Speaking at a UN briefing in Geneva, Jens Laerke, spokesperson for the Office for the Coordination of Humanitarian Affairs (OCHA), said the situation on the ground remains "very fluid," but that there are signs of progress.
“I have evidence from our colleagues on the ground who say that humanitarians are now able to move more easily in many areas,” Laerke said. "Teams are reaching people in places that have previously been cut off."
“So movement restrictions inside Gaza are clearly better now than they have been in the past,” he said, noting that teams are using the opportunity to pre-position supplies and deliver as much assistance as possible.
According to OCHA, over the weekend, 310,000 individual movements of people, mostly from southern to northern Gaza, were recorded, along with an additional 23,000 movements in other directions.
Laerke also addressed the entry of humanitarian aid, noting that while a scale-up is planned under the 20-point ceasefire plan, its implementation has not yet begun.
He added that 190,000 metric tons of aid are currently positioned across the region, including in Jordan, the West Bank, and Egypt, awaiting approval for delivery into Gaza. That figure marks an increase from the 170,000 metric tons reported previously.
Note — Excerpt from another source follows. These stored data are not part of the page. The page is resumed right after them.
//! Document summarization.
//!
//! The generative path asks the configured [`Generator`] for a summary of a
//! capped prefix of the document. Without a generator, or when it fails, an
//! extractive summary is built locally:
//!
//! 1. Split the text into sentences.
//! 2. Count non-stopword lowercase words and normalize by the top count.
//! 3. Score each sentence as the sum of its words' normalized frequencies.
//! 4. Keep the `N` best sentences (ties go to the earlier one) and emit them
//!    in their original order.
//!
//! # Example
//!
//! ```rust
//! use docsage_core::summarize::extractive_summary;
//!
//! let text = "A cat sat. The cat ate fish. Fish are tasty. Cats like fish.";
//! assert_eq!(extractive_summary(text, 2), "The cat ate fish. Cats like fish.");
//! ```

use std::collections::HashMap;
use std::sync::Arc;

use crate::error::{PipelineError, PipelineResult};
use crate::generate::{Generator, Prompt};
use crate::models::SummaryMode;

#[derive(Debug, Clone, Copy)]
pub struct SummaryParams {
    /// Characters of document text sent to the generator.
    pub max_input_chars: usize,
    /// Word budget given to the generator.
    pub max_words: usize,
    pub min_sentences: usize,
    pub max_sentences: usize,
    /// Share of sentences kept by the extractive path.
    pub sentence_ratio: f64,
    pub max_tokens: u32,
}

impl Default for SummaryParams {
    fn default() -> Self {
        Self {
            max_input_chars: 12_000,
            max_words: 300,
            min_sentences: 3,
            max_sentences: 10,
            sentence_ratio: 0.2,
            max_tokens: 600,
        }
    }
}

#[derive(Debug, Clone, PartialEq)]
pub struct Summary {
    pub text: String,
    pub mode: SummaryMode,
}

pub struct Summarizer {
    generator: Option<Arc<dyn Generator>>,
    params: SummaryParams,
}

impl Summarizer {
    pub fn new(generator: Option<Arc<dyn Generator>>, params: SummaryParams) -> Self {
        Self { generator, params }
    }

    /// Summarize a document's full text.
    pub async fn summarize(&self, text: &str) -> PipelineResult<Summary> {
        let sentence_count = split_sentences(text).len();
        if sentence_count == 0 {
            return Err(PipelineError::EmptyDocument);
        }

        if let Some(generator) = &self.generator {
            let prompt = build_prompt(text, &self.params);
            match generator.generate(&prompt).await {
                Ok(out) if !out.trim().is_empty() => {
                    return Ok(Summary {
                        text: out.trim().to_string(),
                        mode: SummaryMode::Generated,
                    });
                }
                Ok(_) => {
                    tracing::warn!(generator = generator.name(), "empty summary, using extractive fallback");
                }
                Err(e) => {
                    tracing::warn!(generator = generator.name(), error = %e, "summary generation failed, using extractive fallback");
                }
            }
        }

        let n = sentence_budget(sentence_count, &self.params);
        Ok(Summary {
            text: extractive_summary(text, n),
            mode: SummaryMode::Extractive,
        })
    }
}

/// Number of sentences the extractive path keeps for a document of `count`
/// sentences.
pub fn sentence_budget(count: usize, params: &SummaryParams) -> usize {
    let wanted = (count as f64 * params.sentence_ratio).ceil() as usize;
    wanted
        .max(params.min_sentences)
        .min(params.max_sentences)
        .min(count)
}

fn build_prompt(text: &str, params: &SummaryParams) -> Prompt {
    let capped: String = if text.chars().count() > params.max_input_chars {
        let mut head: String = text.chars().take(params.max_input_chars).collect();
        head.push_str("...");
        head
    } else {
        text.to_string()
    };
    Prompt {
        system: "You write concise, faithful summaries of documents.".to_string(),
        user: format!(
            "Summarize the following document in at most {} words. \
             Write the summary in the same language as the document.\n\n{}",
            params.max_words, capped
        ),
        max_tokens: params.max_tokens,
    }
}

/// Pick the `n` highest-scoring sentences of `text` and join them in
/// original order.
pub fn extractive_summary(text: &str, n: usize) -> String {
    let sentences = split_sentences(text);
    if sentences.is_empty() || n == 0 {
        return String::new();
    }

    let tokenized: Vec<Vec<String>> = sentences.iter().map(|s| content_words(s)).collect();

    let mut freq: HashMap<&str, usize> = HashMap::new();
    for words in &tokenized {
        for w in words {
            *freq.entry(w.as_str()).or_insert(0) += 1;
        }
    }
    let top = freq.values().copied().max().unwrap_or(1) as f64;

    let scores: Vec<f64> = tokenized
        .iter()
        .map(|words| words.iter().map(|w| freq[w.as_str()] as f64 / top).sum())
        .collect();

    let mut order: Vec<usize> = (0..sentences.len()).collect();
    order.sort_by(|&a, &b| {
        scores[b]
            .partial_cmp(&scores[a])
            .unwrap_or(std::cmp::Ordering::Equal)
            .then(a.cmp(&b))
    });
    let mut keep: Vec<usize> = order.into_iter().take(n).collect();
    keep.sort_unstable();

    keep.iter()
        .map(|&i| sentences[i])
        .collect::<Vec<_>>()
        .join(" ")
}

/// Split text into trimmed sentences.
///
/// A sentence ends at terminal punctuation followed by whitespace, at a
/// blank line, or at the end of the text.
pub fn split_sentences(text: &str) -> Vec<&str> {
    let mut out = Vec::new();
    let mut start = 0usize;
    let mut iter = text.char_indices().peekable();

    while let Some((i, c)) = iter.next() {
        let next = iter.peek().map(|&(_, n)| n);
        let boundary = match c {
            '.' | '!' | '?' | '。' | '！' | '？' => next.map_or(true, char::is_whitespace),
            '\n' => next == Some('\n'),
            _ => false,
        };
        if boundary {
            let end = i + c.len_utf8();
            push_sentence(&mut out, &text[start..end]);
            start = end;
        }
    }
    push_sentence(&mut out, &text[start..]);
    out
}

fn push_sentence<'a>(out: &mut Vec<&'a str>, piece: &'a str) {
    let s = piece.trim();
    if s.chars().any(char::is_alphanumeric) {
        out.push(s);
    }
}

fn content_words(sentence: &str) -> Vec<String> {
    sentence
        .split(|c: char| !c.is_alphanumeric() && c != '\'')
        .map(|w| w.trim_matches('\'').to_lowercase())
        .filter(|w| !w.is_empty() && !is_stopword(w))
        .collect()
}

fn is_stopword(word: &str) -> bool {
    STOPWORDS.binary_search(&word).is_ok()
}

/// Sorted for binary search.
const STOPWORDS: &[&str] = &[
    "a", "about", "above", "after", "again", "against", "all", "am", "an", "and", "any", "are",
    "as", "at", "be", "because", "been", "before", "being", "below", "between", "both", "but",
    "by", "can", "could", "did", "do", "does", "doing", "down", "during", "each", "few", "for",
    "from", "further", "had", "has", "have", "having", "he", "her", "here", "hers", "herself",
    "him", "himself", "his", "how", "i", "if", "in", "into", "is", "it", "it's", "its", "itself",
    "just", "me", "more", "most", "my", "myself", "no", "nor", "not", "now", "of", "off", "on",
    "once", "only", "or", "other", "our", "ours", "ourselves", "out", "over", "own", "same",
    "she", "should", "so", "some", "such", "than", "that", "the", "their", "theirs", "them",
    "themselves", "then", "there", "these", "they", "this", "those", "through", "to", "too",
    "under", "until", "up", "very", "was", "we", "were", "what", "when", "where", "which",
    "while", "who", "whom", "why", "will", "with", "would", "you", "your", "yours", "yourself",
    "yourselves",
];

#[cfg(test)]
mod tests {
    use super::*;
    use async_trait::async_trait;
    use std::sync::Mutex;

    struct Recording {
        reply: PipelineResult<String>,
        seen: Mutex<Vec<Prompt>>,
    }

    #[async_trait]
    impl Generator for Recording {
        fn name(&self) -> &str {
            "recording"
        }
        async fn generate(&self, prompt: &Prompt) -> PipelineResult<String> {
            self.seen.lock().unwrap().push(prompt.clone());
            self.reply.clone()
        }
    }

    #[test]
    fn test_stopwords_sorted() {
        let mut sorted = STOPWORDS.to_vec();
        sorted.sort_unstable();
        assert_eq!(sorted, STOPWORDS);
    }

    #[test]
    fn test_extractive_keeps_original_order() {
        let text = "A cat sat. The cat ate fish. Fish are tasty. Cats like fish.";
        assert_eq!(extractive_summary(text, 2), "The cat ate fish. Cats like fish.");
    }

    #[test]
    fn test_best_sentence_last_stays_last() {
        let text = "Dogs bark. Birds sing. Rain falls. Cats purr while cats nap near other cats.";
        assert_eq!(
            extractive_summary(text, 1),
            "Cats purr while cats nap near other cats."
        );
        let two = extractive_summary(text, 2);
        assert!(two.ends_with("Cats purr while cats nap near other cats."));
        assert!(two.starts_with("Dogs bark."));
    }

    #[test]
    fn test_ties_prefer_earlier_sentences() {
        let text = "Red apples. Green pears. Blue plums.";
        assert_eq!(extractive_summary(text, 2), "Red apples. Green pears.");
    }

    #[test]
    fn test_split_sentences() {
        let s = split_sentences("First one. Second? Third!\n\nHeading without stop\n\nv1.2 is out. ");
        assert_eq!(
            s,
            vec!["First one.", "Second?", "Third!", "Heading without stop", "v1.2 is out."]
        );
    }

    #[test]
    fn test_sentence_budget_clamps() {
        let p = SummaryParams::default();
        assert_eq!(sentence_budget(2, &p), 2);
        assert_eq!(sentence_budget(10, &p), 3);
        assert_eq!(sentence_budget(21, &p), 5);
        assert_eq!(sentence_budget(500, &p), 10);
    }

    #[tokio::test]
    async fn test_empty_document_rejected() {
        let s = Summarizer::new(None, SummaryParams::default());
        assert_eq!(s.summarize("   \n ").await.unwrap_err(), PipelineError::EmptyDocument);
    }

    #[tokio::test]
    async fn test_punctuation_only_document_rejected() {
        let s = Summarizer::new(None, SummaryParams::default());
        assert_eq!(
            s.summarize("--- *** ---\n\n=== ...").await.unwrap_err(),
            PipelineError::EmptyDocument
        );
    }

    #[tokio::test]
    async fn test_extractive_without_generator() {
        let s = Summarizer::new(None, SummaryParams::default());
        let out = s
            .summarize("One fact here. Another fact there. A third fact.")
            .await
            .unwrap();
        assert_eq!(out.mode, SummaryMode::Extractive);
        assert_eq!(out.text, "One fact here. Another fact there. A third fact.");
    }

    #[tokio::test]
    async fn test_generator_receives_capped_text() {
        let gen = Arc::new(Recording {
            reply: Ok(" Short summary. ".to_string()),
            seen: Mutex::new(Vec::new()),
        });
        let params = SummaryParams {
            max_input_chars: 20,
            ..SummaryParams::default()
        };
        let s = Summarizer::new(Some(gen.clone() as Arc<dyn Generator>), params);
        let out = s.summarize(&"word ".repeat(50)).await.unwrap();
        assert_eq!(out.mode, SummaryMode::Generated);
        assert_eq!(out.text, "Short summary.");

        let seen = gen.seen.lock().unwrap();
        assert!(seen[0].user.ends_with("word word word word ..."));
        assert!(seen[0].user.contains("at most 300 words"));
        assert!(seen[0].user.contains("same language"));
    }

    #[tokio::test]
    async fn test_generator_failure_falls_back() {
        let gen = Arc::new(Recording {
            reply: Err(PipelineError::CapabilityUnavailable("down".into())),
            seen: Mutex::new(Vec::new()),
        });
        let s = Summarizer::new(Some(gen as Arc<dyn Generator>), SummaryParams::default());
        let out = s.summarize("Only sentence here.").await.unwrap();
        assert_eq!(out.mode, SummaryMode::Extractive);
        assert_eq!(out.text, "Only sentence here.");
    }
}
Laerke said the UN remains determined to expand operations despite uncertainty over when large-scale aid deliveries will begin, emphasizing: "We need this scale-up. We won't stop until we get it."
"But it’s out of our hands when exactly it is going to happen," he added.
Needs 'remain immense'
OCHA spokesperson in Gaza, Olga Cherevko, said the UN and humanitarian partners have moved swiftly on aid delivery across Gaza since the ceasefire took effect.
"After so much horror and suffering, there is finally relief at last," Cherevko told reporters via video link at a UN briefing in New York.
She said in the past three days, thousands of tons of humanitarian aid and supplies entered Gaza, including cooking gas on Sunday "for the first time in over seven months."
Israel reported 817 trucks entered Sunday, said Cherevko.
She said the UN is working to restore clean water access, providing bread and hot meals, resupplying hospitals and field clinics, delivering fuel for bakeries and desalination plants, repairing roads and checking them for explosive risks while helping displaced families prepare for winter.
"The needs, of course, remain immense. The ceasefire has ended the fighting, but it hasn't ended the crisis," Cherevko said.
US President Donald Trump announced last week that Israel and Hamas had agreed to the first phase of a plan he laid out on Sept. 29 to bring a ceasefire to Gaza, release all Israeli captives in exchange for Palestinian prisoners, and a gradual withdrawal of Israeli forces from the entire Gaza Strip. The first phase of the deal came into force on Friday.
Earlier Monday, the release of Palestinians imprisoned in Israeli jails began after Hamas freed all 20 living Israeli captives held in the Gaza Strip.
Phase two calls for the establishment of a new governing mechanism in Gaza, the formation of a multinational force, and the disarmament of Hamas.
Since October 2023, Israeli attacks have killed over 67,800 Palestinians in the enclave, most of them women and children, and rendered it largely uninhabitable.